But the Norse authorities likewise dwell less on the priestly functions of women, than on their higher gift, as it seems, of divination: Perita augurii femina, Saxo Gramm. 121. Valdamarr konûngr âtti môður miök gamla ok örvasa, svâ at hun lâ î rekkju, en þo var hun framsýn af Fîtons anda, sem margir heiðnir menn (King V. had a mother very old and feeble, so that she lay in bed, and there was she seized by a spirit of Python, like many heathen folk), Fornm. sög. 1, 76.----Of like import seems to be a term which borders on the notion of a higher and supernatural being, as in the case of Veleda; and that is dîs (nympha, numen). It may be not accidental, that the spâkona in several instances bears the proper name Thôrdîs (Vatnsd. p. 186 seq. Fornm. sög. 1, 255. Islend. sög. 1, 140. Kormakkss. p. 204 seq.); dîs however, a very early word, which I at one time connected with the Gothic filudeisei [[[craftiness, cunning]]] (astutia, dolus), appears to be no other than our OHG. itis [[[woman]]], OS. idis [[[wife, woman]]], AS. ides [[[woman, wife]]] (femina, nympha).---As famous and as widely spread was the term völva, (15) which first denotes any magic-wielding soothsayeress (Vatnsd. p. 44. Fornm. sög. 3, 214. Fornald. sög. 2, 165-6. 506), and is afterwards attached to a particular mythic Völva, of whom one of the oldest Eddic songs, the Völuspâ, treats. Either völu stands here for völvu, or the claim of the older form Vala may be asserted; to each of them would correspond an OHG. Walawa or Wala, which suggests the Walada above, being only derived in a different way. In the saga Eiriks rauða we come upon Thorbiörg, the little Vala (Edda Sæm. Hafn. 3, 4).----Heiðr is the name not only of the völva in the Edda (Sæm. 4, conf. 118) but also of the one in the Orvarodssaga (conf. Sagabibl. 3, 155).---Hyndla (canicula) is a prophetess that rides on wolves, and dwells in a cave.----I guess also that the virgins Thorgerðr and Irpa (Fornm. sög. 2, 108. 3, 100. 11, 134-7. 142. 172), to whom all but divine honours were paid, and the title of hörgabrûðr (nympha lucorum) and even the name of guð (numen) was accorded, Nialss. cap. 89, are not to be excluded from this circle. So in the valkyrs, beside their godhood, there resides somewhat of the priestly, e.g. their virginity (see ch. XVI and Suppl.).

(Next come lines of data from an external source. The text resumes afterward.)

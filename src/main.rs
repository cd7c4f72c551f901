//! ks-watch - Watch a Kickstarter pledge page for sold-out rewards coming back

use anyhow::{Context, Result};
use clap::Parser;
use ks_watch::config::Config;
use ks_watch::kickstarter::{pledge_url, KickstarterClient, RewardExtractor};
use ks_watch::notify::resolve_notifier;
use ks_watch::retry::{Clock, RetryPolicy, SystemClock};
use ks_watch::watch::{parse_amounts, WatchSettings, Watcher};
use std::path::PathBuf;
use std::sync::Arc;
use tracing::Level;
use tracing_subscriber::EnvFilter;

#[derive(Parser)]
#[command(
    name = "ks-watch",
    version,
    about = "Watch a Kickstarter project for limited rewards becoming available",
    long_about = "Watch a Kickstarter project for limited rewards becoming available.\n\n\
        COMMAND is run with the pledge URL as its argument once a reward is available; \
        it defaults to opening the URL in a browser. Use `email` to send a mail instead.\n\
        If no AMOUNT is given, a menu of limited rewards is shown. \
        Specify an amount only if it is unique among pledges."
)]
struct Cli {
    /// URL of the Kickstarter project
    project_url: String,

    /// Notification command and/or pledge amounts to watch
    #[arg(value_name = "COMMAND|AMOUNT")]
    args: Vec<String>,

    /// Delay, in minutes, between each check
    #[arg(short, long)]
    delay: Option<u64>,

    /// Print a message before each delay
    #[arg(short, long)]
    verbose: bool,

    /// Path to config file
    #[arg(short, long)]
    config: Option<PathBuf>,

    /// Proxy URL (e.g., socks5://host:port)
    #[arg(long)]
    proxy: Option<String>,

    /// Enable debug logging
    #[arg(long)]
    debug: bool,
}

#[tokio::main(flavor = "current_thread")]
async fn main() -> Result<()> {
    let cli = Cli::parse();

    // Initialize logging
    let filter = if cli.debug {
        EnvFilter::new(Level::DEBUG.to_string())
    } else {
        EnvFilter::from_default_env().add_directive(Level::WARN.into())
    };

    tracing_subscriber::fmt().with_env_filter(filter).with_target(false).init();

    // Load config with layered overrides
    let mut config = Config::load(cli.config.as_deref())?.with_env();

    if let Some(delay) = cli.delay {
        config.delay_minutes = delay;
    }
    if cli.verbose {
        config.verbose = true;
    }
    if let Some(proxy) = cli.proxy {
        config.proxy = Some(proxy);
    }

    let (notifier, amount_args) = resolve_notifier(&cli.args, &config);
    println!("Command: {}", notifier.describe());

    let amounts = parse_amounts(amount_args)?;
    let url = pledge_url(&cli.project_url);

    let clock: Arc<dyn Clock> = Arc::new(SystemClock);
    let client = KickstarterClient::new(&config).context("Failed to create HTTP client")?;
    let extractor = RewardExtractor::with_policy(
        client,
        Arc::clone(&clock),
        RetryPolicy::forever(config.retry_delay()),
    );
    let watcher = Watcher::new(url, extractor, notifier, clock, WatchSettings::from(&config));

    let stdin = std::io::stdin();
    let outcome = watcher.run(&amounts, stdin.lock(), std::io::stdout()).await?;

    if let Some(message) = outcome.message() {
        println!("{}", message);
    }

    Ok(())
}

#[cfg(test)]
mod tests {
    use super::*;

    #[test]
    fn test_cli_positionals() {
        let cli = Cli::try_parse_from(["ks-watch", "https://ks.example/p", "email", "75"]).unwrap();
        assert_eq!(cli.project_url, "https://ks.example/p");
        assert_eq!(cli.args, vec!["email", "75"]);
        assert!(cli.delay.is_none());
    }

    #[test]
    fn test_cli_ignores_malformed_delay_env() {
        let original = std::env::var("KSWATCH_DELAY").ok();
        std::env::set_var("KSWATCH_DELAY", "soon");

        let cli = Cli::try_parse_from(["ks-watch", "https://ks.example/p"]);

        match original {
            Some(v) => std::env::set_var("KSWATCH_DELAY", v),
            None => std::env::remove_var("KSWATCH_DELAY"),
        }

        assert!(cli.unwrap().delay.is_none());
    }

    #[test]
    fn test_cli_delay_flag() {
        let cli =
            Cli::try_parse_from(["ks-watch", "-d", "5", "-v", "https://ks.example/p"]).unwrap();
        assert_eq!(cli.delay, Some(5));
        assert!(cli.verbose);
    }
}
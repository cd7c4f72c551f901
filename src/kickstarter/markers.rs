//! Markup markers for Kickstarter pledge pages.
//!
//! All class names and attributes the reward scanner keys on live here.
//! Update this file when Kickstarter changes their HTML structure.
//!
//! A sold-out reward looks like:
//!
//! ```html
//! <li class="pledge--all-gone" ...>
//!   <input class="pledge__radio" id="backer_reward_123" title="$75.00" ... />
//!   <h3 class="pledge__title">Limited edition</h3>
//! </li>
//! ```

/// Element that wraps one reward tier.
pub const CONTAINER_TAG: &str = "li";

/// Class on the container when the tier has no remaining quantity.
pub const SOLD_OUT_CLASS: &str = "pledge--all-gone";

/// Class on the heading that carries the reward title.
pub const TITLE_CLASS: &str = "pledge__title";

/// Element used as the pledge-amount control.
pub const AMOUNT_TAG: &str = "input";

/// Class on the pledge-amount control.
pub const AMOUNT_CLASS: &str = "pledge__radio";

/// Attributes holding the formatted amount, in order of preference.
pub const AMOUNT_ATTRS: &[&str] = &["title", "aria-label", "alt"];

/// Attribute holding the reward identifier.
pub const ID_ATTR: &str = "id";

/// Path appended to the project URL to reach the pledge page.
pub const PLEDGE_PATH: &str = "/pledge/new";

We shall return to these 'gleg' and 'wise' women (and they have other names besides), who, in accordance with a deeply marked feature of our mythology, trespass on the superhuman. Here we had to set forth their connexion with sacrifice, divination and the priesthood.



ENDNOTES:


9. This î is become ei in our weissager [[[prophet]]], MHG. wissage for wîzege [[[soothsayer]]]; equally erroneous is our verb weissagen [[[to soothsay, prophecy]]], MHG. wîssagen [[[to soothsay]]], Iw. 3097 (OHG. wizagôn [[[to prophecy]]], AS. wîtegian [[[to prophecy, predict]]]).  (back)

10. A wild force of phantasy, and the state called clairvoyance, have shown themselves preeminently in women.  (back)

11. Statius silv. I. 4, 90: Captivaeque preces Veledae; he scans the first two syllables as short, which seems more correct than Dio's Belhda. Zeuss 436 thinks Beleda, Belida = Vilida. Graff has a n. prop. Wallodu 1, 800. I would suggest the Gothic fem. name Valadamarca in Jornandes cap. 48, and the Thuringian name of a place Walada in Pertz I. 308.  (back)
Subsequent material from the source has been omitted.